Reid Champagne clearly has
one of those minds that wouldn’t be such a terrible thing to waste.
Tiger Woods said a few years
ago that he wanted "to own his golf swing the way he believes only Ben Hogan
and Moe Norman owned theirs." He might be looking to fire sale it now, but I know
something: I own my golf swing, and I can tell you ownership is one big
stinking headache. Owning my golf
swing is a lot like owning an old beater that leaks oil like a sieve. Which
I obtained title to my golf
swing at some point in my teens, as near as I can remember. It wasn’t a
customized swing. Looking at how it’s performed over the years, I think I may
have actually purchased it at one of those "Everything’s A Dollar" emporiums, along
with three cans of generic chili that were taped together for another buck.
It’s the kind of a swing
that when friends or instructors take a look at it, say to me: "When are you
going to get rid of that wreck?" But I hold onto it, through round after round
of 90-somethings, like a comfortable old shirt filled with chili stains that I
just can’t seem to part with, though my regular club now insists I have to wear
a sweater over that shirt.
The swing wasn’t much to
look at, for sure, when I bought it – more like a "fixer-upper" that had
been previously owned by a cantankerous old recluse that kept stray cats and
never cleaned up. But it was my swing, and along with the "Johnny Revolta"

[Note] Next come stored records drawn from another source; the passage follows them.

//! The exception controller (§4.I): priority resolution, vector
//! addresses, and the register/mode-switch sequence common to every
//! exception entry.

use crate::psr::{Mode, Psr, F, I, T};

#[derive(Debug, Clone, Copy, PartialEq, Eq, Hash)]
pub enum ExceptionKind {
    Reset,
    DataAbort,
    Fiq,
    Irq,
    PrefetchAbort,
    Undefined,
    Swi,
}

impl ExceptionKind {
    /// Lower is higher priority. Reset beats everything; a data abort
    /// beats FIQ/IRQ since a stuck bus needs servicing first; prefetch
    /// abort and undefined/SWI are lowest because they only matter once
    /// the faulting instruction is actually about to execute.
    #[must_use]
    pub const fn priority(self) -> u8 {
        match self {
            Self::Reset => 0,
            Self::DataAbort => 1,
            Self::Fiq => 2,
            Self::Irq => 3,
            Self::PrefetchAbort => 4,
            Self::Undefined | Self::Swi => 5,
        }
    }

    #[must_use]
    pub const fn vector(self) -> u32 {
        match self {
            Self::Reset => 0x0000_0000,
            Self::Undefined => 0x0000_0004,
            Self::Swi => 0x0000_0008,
            Self::PrefetchAbort => 0x0000_000C,
            Self::DataAbort => 0x0000_0010,
            Self::Irq => 0x0000_0018,
            Self::Fiq => 0x0000_001C,
        }
    }

    #[must_use]
    pub const fn target_mode(self) -> Mode {
        match self {
            Self::Reset | Self::Swi => Mode::Svc,
            Self::Undefined => Mode::Und,
            Self::PrefetchAbort | Self::DataAbort => Mode::Abt,
            Self::Irq => Mode::Irq,
            Self::Fiq => Mode::Fiq,
        }
    }

    /// Amount subtracted from the saved link value to recover the address
    /// at which execution should resume (e.g. `SUBS PC, LR, #offset`).
    /// The caller supplies the link value as "address of the instruction
    /// after the one that trapped, as seen by the fetch stage" (PC+4 in
    /// this core's pipeline convention); this offset corrects for that.
    #[must_use]
    pub const fn link_offset(self) -> u32 {
        match self {
            Self::Reset => 0,
            Self::DataAbort => 8,
            Self::Undefined | Self::Swi | Self::PrefetchAbort | Self::Irq | Self::Fiq => 4,
        }
    }

    /// Whether entry masks FIQ in addition to IRQ. Only reset and FIQ
    /// itself do (FIQ is non-nestable by default).
    #[must_use]
    pub const fn masks_fiq(self) -> bool {
        matches!(self, Self::Reset | Self::Fiq)
    }
}

/// Result of resolving the highest-priority pending exception against the
/// CPU's current interrupt mask state. `None` means nothing pending (or
/// everything pending is masked).
#[must_use]
pub fn highest_priority(pending: &[ExceptionKind], psr: Psr) -> Option<ExceptionKind> {
    pending
        .iter()
        .copied()
        .filter(|k| match k {
            ExceptionKind::Irq => !psr.irq_disabled(),
            ExceptionKind::Fiq => !psr.fiq_disabled(),
            _ => true,
        })
        .min_by_key(|k| k.priority())
}

/// The entry sequence common to every exception (§4.I step-by-step):
/// save SPSR, switch mode, mask interrupts as required, clear Thumb,
/// compute the new PC. Register banking itself (writing `LR_<mode>`) is
/// the caller's job since it needs the register file, not just PSRs.
#[derive(Debug, Clone, Copy, PartialEq, Eq)]
pub struct ExceptionEntry {
    pub new_mode: Mode,
    pub new_cpsr: Psr,
    pub spsr_to_save: Psr,
    pub new_pc: u32,
    pub link_value: u32,
}

#[must_use]
pub fn enter(kind: ExceptionKind, current_cpsr: Psr, link_value: u32) -> ExceptionEntry {
    let mut new_cpsr = current_cpsr;
    new_cpsr.set_mode(kind.target_mode());
    new_cpsr.set_flag(I, true);
    if kind.masks_fiq() {
        new_cpsr.set_flag(F, true);
    }
    new_cpsr.set_flag(T, false);
    ExceptionEntry {
        new_mode: kind.target_mode(),
        new_cpsr,
        spsr_to_save: current_cpsr,
        new_pc: kind.vector(),
        link_value,
    }
}

#[cfg(test)]
mod tests {
    use super::*;

    #[test]
    fn reset_outranks_everything() {
        let pending = [ExceptionKind::Fiq, ExceptionKind::Reset, ExceptionKind::Irq];
        assert_eq!(
            highest_priority(&pending, Psr::from_bits(0)),
            Some(ExceptionKind::Reset)
        );
    }

    #[test]
    fn masked_irq_is_skipped() {
        let mut psr = Psr::from_bits(0);
        psr.set_flag(I, true);
        let pending = [ExceptionKind::Irq, ExceptionKind::PrefetchAbort];
        assert_eq!(
            highest_priority(&pending, psr),
            Some(ExceptionKind::PrefetchAbort)
        );
    }

    #[test]
    fn fiq_entry_masks_both_irq_and_fiq() {
        let entry = enter(ExceptionKind::Fiq, Psr::from_bits(0), 0x1000);
        assert!(entry.new_cpsr.irq_disabled());
        assert!(entry.new_cpsr.fiq_disabled());
        assert_eq!(entry.new_mode, Mode::Fiq);
    }

    #[test]
    fn irq_entry_leaves_fiq_unmasked() {
        let entry = enter(ExceptionKind::Irq, Psr::from_bits(0), 0x1000);
        assert!(entry.new_cpsr.irq_disabled());
        assert!(!entry.new_cpsr.fiq_disabled());
    }

    #[test]
    fn data_abort_link_offset_is_eight() {
        assert_eq!(ExceptionKind::DataAbort.link_offset(), 8);
        assert_eq!(ExceptionKind::Swi.link_offset(), 4);
    }
}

signature set of woods and irons that I believed were sold exclusively through
Unclaimed Freight outlets, and a pair of equally inexpensive water resistant
golf shoes, (to which, in fact, water, even dew, seemed to be intimately drawn
to my socks), I strode confidently out to the local public links to make my
mark in the game.
More than 40 years later,
those shoes and clubs are long gone, but that swing remains firmly within my
grip. After so many years, it’s just tough to let go. There’s so many memories
attached to that swing; it would probably take a shoe bag full of
anti-depressants to part with any of them. (There’s that almost metaphysical recollection
of the time I led a two-day tournament with an opening 86, needing only, as it
turned out, a 102 in the second round to win my flight. Instead, "The Swing and
I" carved a smooth 107 on a windless and perfect day for golf. You simply can’t
buy experiences like that, unless you do own
your own golf swing like Tiger wants to do.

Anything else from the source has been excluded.